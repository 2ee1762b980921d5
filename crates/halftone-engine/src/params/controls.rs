use crate::paint::Color;

use super::{ParamEdit, ParamError, ParamId, ParamValue, ParameterStore};

/// Hue step of a color nudge, in degrees.
const HUE_STEP_DEGREES: f32 = 10.0;

#[derive(Debug, Copy, Clone, PartialEq)]
pub enum ControlKind {
    /// Hex color picker.
    Color,
    /// Slider over `[min, max]` in increments of `step`.
    Range { min: f32, max: f32, step: f32 },
}

impl ControlKind {
    /// Snaps to the nearest step and clamps into range. Colors pass through.
    pub fn constrain(self, value: f32) -> f32 {
        match self {
            ControlKind::Color => value,
            ControlKind::Range { min, max, step } => {
                if !value.is_finite() {
                    return min;
                }
                let snapped = if step > 0.0 { (value / step).round() * step } else { value };
                snapped.clamp(min, max)
            }
        }
    }
}

/// Metadata of one control on the tuning surface.
#[derive(Debug, Copy, Clone, PartialEq)]
pub struct ControlSpec {
    pub id: ParamId,
    pub label: &'static str,
    pub kind: ControlKind,
}

const THRESHOLD: ControlKind = ControlKind::Range { min: -5.0, max: 5.0, step: 0.1 };

/// Controls in display order.
pub static CONTROLS: [ControlSpec; 9] = [
    ControlSpec { id: ParamId::BaseColor, label: "color", kind: ControlKind::Color },
    ControlSpec {
        id: ParamId::Repetition,
        label: "repetition",
        kind: ControlKind::Range { min: 1.0, max: 150.0, step: 1.0 },
    },
    ControlSpec { id: ParamId::HighlightColor, label: "highlightColor", kind: ControlKind::Color },
    ControlSpec {
        id: ParamId::HighlightLowThreshold,
        label: "highlightLowThreshold",
        kind: THRESHOLD,
    },
    ControlSpec {
        id: ParamId::HighlightHighThreshold,
        label: "highlightHighThreshold",
        kind: THRESHOLD,
    },
    ControlSpec { id: ParamId::ShadowColor, label: "shadowColor", kind: ControlKind::Color },
    ControlSpec { id: ParamId::ShadowLowThreshold, label: "shadowLowThreshold", kind: THRESHOLD },
    ControlSpec { id: ParamId::ShadowHighThreshold, label: "shadowHighThreshold", kind: THRESHOLD },
    ControlSpec {
        id: ParamId::BackgroundColor,
        label: "backgroundColor",
        kind: ControlKind::Color,
    },
];

impl ControlSpec {
    pub fn find(id: ParamId) -> Option<&'static ControlSpec> {
        CONTROLS.iter().find(|spec| spec.id == id)
    }
}

/// Keyboard-driven cursor over [`CONTROLS`].
///
/// The surface only produces [`ParamEdit`]s; applying them is the store's job.
#[derive(Debug, Clone, Default)]
pub struct ControlSurface {
    selected: usize,
}

impl ControlSurface {
    pub fn new() -> Self {
        Self::default()
    }

    #[inline]
    pub fn selected(&self) -> &'static ControlSpec {
        &CONTROLS[self.selected]
    }

    pub fn select_next(&mut self) -> &'static ControlSpec {
        self.selected = (self.selected + 1) % CONTROLS.len();
        self.selected()
    }

    pub fn select_prev(&mut self) -> &'static ControlSpec {
        self.selected = (self.selected + CONTROLS.len() - 1) % CONTROLS.len();
        self.selected()
    }

    /// Moves the selected value by `steps`: slider steps, or hue increments for colors.
    pub fn nudge(&self, store: &ParameterStore, steps: f32) -> ParamEdit {
        let spec = self.selected();
        let value = match (spec.kind, store.get(spec.id)) {
            (kind @ ControlKind::Range { step, .. }, ParamValue::Number(v)) => {
                ParamValue::Number(kind.constrain(v + steps * step))
            }
            (_, ParamValue::Color(c)) => ParamValue::Color(c.rotate_hue(steps * HUE_STEP_DEGREES)),
            (_, value) => value,
        };
        ParamEdit::new(spec.id, value)
    }

    /// Edit setting the selected color control to typed hex text.
    ///
    /// Accepts what [`Color::from_hex`] accepts. Numeric controls reject the
    /// parsed color with [`ParamError::TypeMismatch`].
    pub fn enter_hex(&self, input: &str) -> Result<ParamEdit, ParamError> {
        let spec = self.selected();
        let value = ParamValue::Color(Color::from_hex(input)?);
        match spec.kind {
            ControlKind::Color => Ok(ParamEdit::new(spec.id, value)),
            ControlKind::Range { .. } => Err(ParamError::TypeMismatch { id: spec.id, value }),
        }
    }

    /// Edit restoring the selected control to its default.
    pub fn reset(&self) -> ParamEdit {
        let id = self.selected().id;
        ParamEdit::new(id, ParameterStore::default().get(id))
    }
}

#[cfg(test)]
mod tests {
    use super::*;

    fn select(surface: &mut ControlSurface, id: ParamId) {
        while surface.selected().id != id {
            surface.select_next();
        }
    }

    // ── ranges ─────────────────────────────────────────────────────────────

    #[test]
    fn range_constrain_clamps_and_snaps() {
        let rep = ControlKind::Range { min: 1.0, max: 150.0, step: 1.0 };
        assert_eq!(rep.constrain(0.0), 1.0);
        assert_eq!(rep.constrain(49.6), 50.0);
        assert_eq!(rep.constrain(151.0), 150.0);
        assert_eq!(rep.constrain(f32::NAN), 1.0);

        assert!((THRESHOLD.constrain(1.234) - 1.2).abs() < 1e-5);
        assert_eq!(THRESHOLD.constrain(-9.0), -5.0);
    }

    #[test]
    fn labels_are_unique() {
        for (i, a) in CONTROLS.iter().enumerate() {
            for b in &CONTROLS[i + 1..] {
                assert_ne!(a.label, b.label);
                assert_ne!(a.id, b.id);
            }
        }
    }

    // ── surface ────────────────────────────────────────────────────────────

    #[test]
    fn selection_wraps() {
        let mut surface = ControlSurface::new();
        assert_eq!(surface.selected().id, ParamId::BaseColor);
        assert_eq!(surface.select_prev().id, ParamId::BackgroundColor);
        assert_eq!(surface.select_next().id, ParamId::BaseColor);
    }

    #[test]
    fn nudge_steps_numeric_controls() {
        let store = ParameterStore::default();
        let mut surface = ControlSurface::new();
        select(&mut surface, ParamId::Repetition);

        let edit = surface.nudge(&store, -1.0);
        assert_eq!(edit, ParamEdit::new(ParamId::Repetition, ParamValue::Number(99.0)));

        let edit = surface.nudge(&store, 500.0);
        assert_eq!(edit.value, ParamValue::Number(150.0));
    }

    #[test]
    fn nudge_rotates_color_hue() {
        let store = ParameterStore::default();
        let surface = ControlSurface::new();

        let ParamValue::Color(c) = surface.nudge(&store, 1.0).value else {
            panic!("expected color");
        };
        assert_ne!(c, store.material.base_color);
        assert_eq!(c.rotate_hue(-10.0).to_hex(), store.material.base_color.to_hex());
    }

    // ── hex entry ──────────────────────────────────────────────────────────

    #[test]
    fn typed_hex_targets_selected_color() {
        let mut surface = ControlSurface::new();
        select(&mut surface, ParamId::ShadowColor);

        let edit = surface.enter_hex("#3a7f12").unwrap();
        assert_eq!(edit.id, ParamId::ShadowColor);
        assert_eq!(edit.value, ParamValue::Color(Color::from_hex("3a7f12").unwrap()));
    }

    #[test]
    fn malformed_hex_is_rejected() {
        let surface = ControlSurface::new();
        let err = surface.enter_hex("#12345").unwrap_err();
        assert!(matches!(err, ParamError::InvalidColor(ref e) if e.input == "#12345"));
    }

    #[test]
    fn numeric_control_refuses_hex() {
        let mut surface = ControlSurface::new();
        select(&mut surface, ParamId::Repetition);
        let err = surface.enter_hex("ffffff").unwrap_err();
        assert!(matches!(err, ParamError::TypeMismatch { id: ParamId::Repetition, .. }));
    }

    #[test]
    fn reset_restores_default() {
        let mut store = ParameterStore::default();
        store.set(ParamId::ShadowHighThreshold, ParamValue::Number(4.0)).unwrap();

        let mut surface = ControlSurface::new();
        select(&mut surface, ParamId::ShadowHighThreshold);
        assert_eq!(surface.reset().value, ParamValue::Number(1.5));
    }
}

+---+

TASK TO COMPLETE:
How many of the lines in the records include the string "super"? Reply with the number alone.

COMPLETED TASK:
2